[TASK PROMPT]:
Write out all the data again, exactly.

[Stored items]:
********

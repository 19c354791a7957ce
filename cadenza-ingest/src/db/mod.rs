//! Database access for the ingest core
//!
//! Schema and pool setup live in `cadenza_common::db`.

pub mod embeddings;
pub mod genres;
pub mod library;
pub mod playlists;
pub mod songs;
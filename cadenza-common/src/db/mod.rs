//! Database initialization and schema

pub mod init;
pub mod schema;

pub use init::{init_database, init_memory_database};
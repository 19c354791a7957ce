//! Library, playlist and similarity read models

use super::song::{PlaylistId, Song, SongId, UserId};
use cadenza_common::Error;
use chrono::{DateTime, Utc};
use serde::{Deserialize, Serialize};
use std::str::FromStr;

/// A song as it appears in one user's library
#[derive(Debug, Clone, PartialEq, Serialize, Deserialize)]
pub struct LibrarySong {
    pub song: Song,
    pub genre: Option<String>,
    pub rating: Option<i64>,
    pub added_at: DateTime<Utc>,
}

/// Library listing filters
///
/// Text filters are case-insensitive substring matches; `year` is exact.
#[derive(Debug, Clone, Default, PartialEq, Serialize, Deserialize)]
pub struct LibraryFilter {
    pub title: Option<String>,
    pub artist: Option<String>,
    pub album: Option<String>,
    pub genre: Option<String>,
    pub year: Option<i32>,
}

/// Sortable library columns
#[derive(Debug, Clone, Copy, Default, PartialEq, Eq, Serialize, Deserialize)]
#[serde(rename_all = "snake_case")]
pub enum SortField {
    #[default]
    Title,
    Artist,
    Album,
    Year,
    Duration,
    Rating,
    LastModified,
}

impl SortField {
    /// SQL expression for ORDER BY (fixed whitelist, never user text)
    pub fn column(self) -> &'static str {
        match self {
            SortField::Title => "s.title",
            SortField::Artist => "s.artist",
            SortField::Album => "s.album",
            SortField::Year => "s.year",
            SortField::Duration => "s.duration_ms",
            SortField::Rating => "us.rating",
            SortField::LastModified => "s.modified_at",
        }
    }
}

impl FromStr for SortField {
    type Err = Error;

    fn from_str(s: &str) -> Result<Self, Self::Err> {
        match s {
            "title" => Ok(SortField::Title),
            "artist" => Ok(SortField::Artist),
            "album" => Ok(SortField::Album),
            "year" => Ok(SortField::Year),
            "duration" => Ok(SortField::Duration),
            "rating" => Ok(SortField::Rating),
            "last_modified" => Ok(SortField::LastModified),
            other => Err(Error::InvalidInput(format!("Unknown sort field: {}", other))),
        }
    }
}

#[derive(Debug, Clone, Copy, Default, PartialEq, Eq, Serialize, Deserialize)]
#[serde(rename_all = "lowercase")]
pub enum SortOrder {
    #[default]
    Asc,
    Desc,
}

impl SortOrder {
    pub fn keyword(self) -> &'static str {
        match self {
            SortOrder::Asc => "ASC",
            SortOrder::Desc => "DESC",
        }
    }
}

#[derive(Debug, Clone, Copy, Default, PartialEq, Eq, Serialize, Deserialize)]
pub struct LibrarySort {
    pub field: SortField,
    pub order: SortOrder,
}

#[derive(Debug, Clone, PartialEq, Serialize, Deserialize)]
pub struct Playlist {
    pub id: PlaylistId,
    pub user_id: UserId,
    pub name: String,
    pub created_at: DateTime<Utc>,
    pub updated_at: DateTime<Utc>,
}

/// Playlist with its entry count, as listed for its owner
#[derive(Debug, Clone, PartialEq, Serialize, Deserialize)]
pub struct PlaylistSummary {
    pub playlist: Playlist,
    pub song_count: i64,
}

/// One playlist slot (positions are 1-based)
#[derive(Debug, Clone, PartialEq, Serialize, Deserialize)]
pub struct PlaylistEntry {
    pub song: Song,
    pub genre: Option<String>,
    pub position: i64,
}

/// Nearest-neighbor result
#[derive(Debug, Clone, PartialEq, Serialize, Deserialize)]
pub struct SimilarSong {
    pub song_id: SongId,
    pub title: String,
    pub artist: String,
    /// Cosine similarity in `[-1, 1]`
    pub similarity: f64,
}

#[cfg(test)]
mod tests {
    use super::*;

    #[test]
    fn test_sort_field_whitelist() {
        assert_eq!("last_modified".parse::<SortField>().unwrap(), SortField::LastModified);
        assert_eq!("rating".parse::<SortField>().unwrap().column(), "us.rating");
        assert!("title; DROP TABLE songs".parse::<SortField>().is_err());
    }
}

********

[TASK RESPONSE]:
repository 19c354791a7957ce
filename cadenza-ingest/src/db/mod.rs
//! Database access for the ingest core
//!
//! Schema and pool setup live in `cadenza_common::db`.

pub mod embeddings;
pub mod genres;
pub mod library;
pub mod playlists;
pub mod songs;
filename cadenza-common/src/db/mod.rs
//! Database initialization and schema

pub mod init;
pub mod schema;

pub use init::{init_database, init_memory_database};
repository 19c354791a7957ce
//! Library, playlist and similarity read models

use super::song::{PlaylistId, Song, SongId, UserId};
use cadenza_common::Error;
use chrono::{DateTime, Utc};
use serde::{Deserialize, Serialize};
use std::str::FromStr;

/// A song as it appears in one user's library
#[derive(Debug, Clone, PartialEq, Serialize, Deserialize)]
pub struct LibrarySong {
    pub song: Song,
    pub genre: Option<String>,
    pub rating: Option<i64>,
    pub added_at: DateTime<Utc>,
}

/// Library listing filters
///
/// Text filters are case-insensitive substring matches; `year` is exact.
#[derive(Debug, Clone, Default, PartialEq, Serialize, Deserialize)]
pub struct LibraryFilter {
    pub title: Option<String>,
    pub artist: Option<String>,
    pub album: Option<String>,
    pub genre: Option<String>,
    pub year: Option<i32>,
}

/// Sortable library columns
#[derive(Debug, Clone, Copy, Default, PartialEq, Eq, Serialize, Deserialize)]
#[serde(rename_all = "snake_case")]
pub enum SortField {
    #[default]
    Title,
    Artist,
    Album,
    Year,
    Duration,
    Rating,
    LastModified,
}

impl SortField {
    /// SQL expression for ORDER BY (fixed whitelist, never user text)
    pub fn column(self) -> &'static str {
        match self {
            SortField::Title => "s.title",
            SortField::Artist => "s.artist",
            SortField::Album => "s.album",
            SortField::Year => "s.year",
            SortField::Duration => "s.duration_ms",
            SortField::Rating => "us.rating",
            SortField::LastModified => "s.modified_at",
        }
    }
}

impl FromStr for SortField {
    type Err = Error;

    fn from_str(s: &str) -> Result<Self, Self::Err> {
        match s {
            "title" => Ok(SortField::Title),
            "artist" => Ok(SortField::Artist),
            "album" => Ok(SortField::Album),
            "year" => Ok(SortField::Year),
            "duration" => Ok(SortField::Duration),
            "rating" => Ok(SortField::Rating),
            "last_modified" => Ok(SortField::LastModified),
            other => Err(Error::InvalidInput(format!("Unknown sort field: {}", other))),
        }
    }
}

#[derive(Debug, Clone, Copy, Default, PartialEq, Eq, Serialize, Deserialize)]
#[serde(rename_all = "lowercase")]
pub enum SortOrder {
    #[default]
    Asc,
    Desc,
}

impl SortOrder {
    pub fn keyword(self) -> &'static str {
        match self {
            SortOrder::Asc => "ASC",
            SortOrder::Desc => "DESC",
        }
    }
}

#[derive(Debug, Clone, Copy, Default, PartialEq, Eq, Serialize, Deserialize)]
pub struct LibrarySort {
    pub field: SortField,
    pub order: SortOrder,
}

#[derive(Debug, Clone, PartialEq, Serialize, Deserialize)]
pub struct Playlist {
    pub id: PlaylistId,
    pub user_id: UserId,
    pub name: String,
    pub created_at: DateTime<Utc>,
    pub updated_at: DateTime<Utc>,
}

/// Playlist with its entry count, as listed for its owner
#[derive(Debug, Clone, PartialEq, Serialize, Deserialize)]
pub struct PlaylistSummary {
    pub playlist: Playlist,
    pub song_count: i64,
}

/// One playlist slot (positions are 1-based)
#[derive(Debug, Clone, PartialEq, Serialize, Deserialize)]
pub struct PlaylistEntry {
    pub song: Song,
    pub genre: Option<String>,
    pub position: i64,
}

/// Nearest-neighbor result
#[derive(Debug, Clone, PartialEq, Serialize, Deserialize)]
pub struct SimilarSong {
    pub song_id: SongId,
    pub title: String,
    pub artist: String,
    /// Cosine similarity in `[-1, 1]`
    pub similarity: f64,
}

#[cfg(test)]
mod tests {
    use super::*;

    #[test]
    fn test_sort_field_whitelist() {
        assert_eq!("last_modified".parse::<SortField>().unwrap(), SortField::LastModified);
        assert_eq!("rating".parse::<SortField>().unwrap().column(), "us.rating");
        assert!("title; DROP TABLE songs".parse::<SortField>().is_err());
    }
}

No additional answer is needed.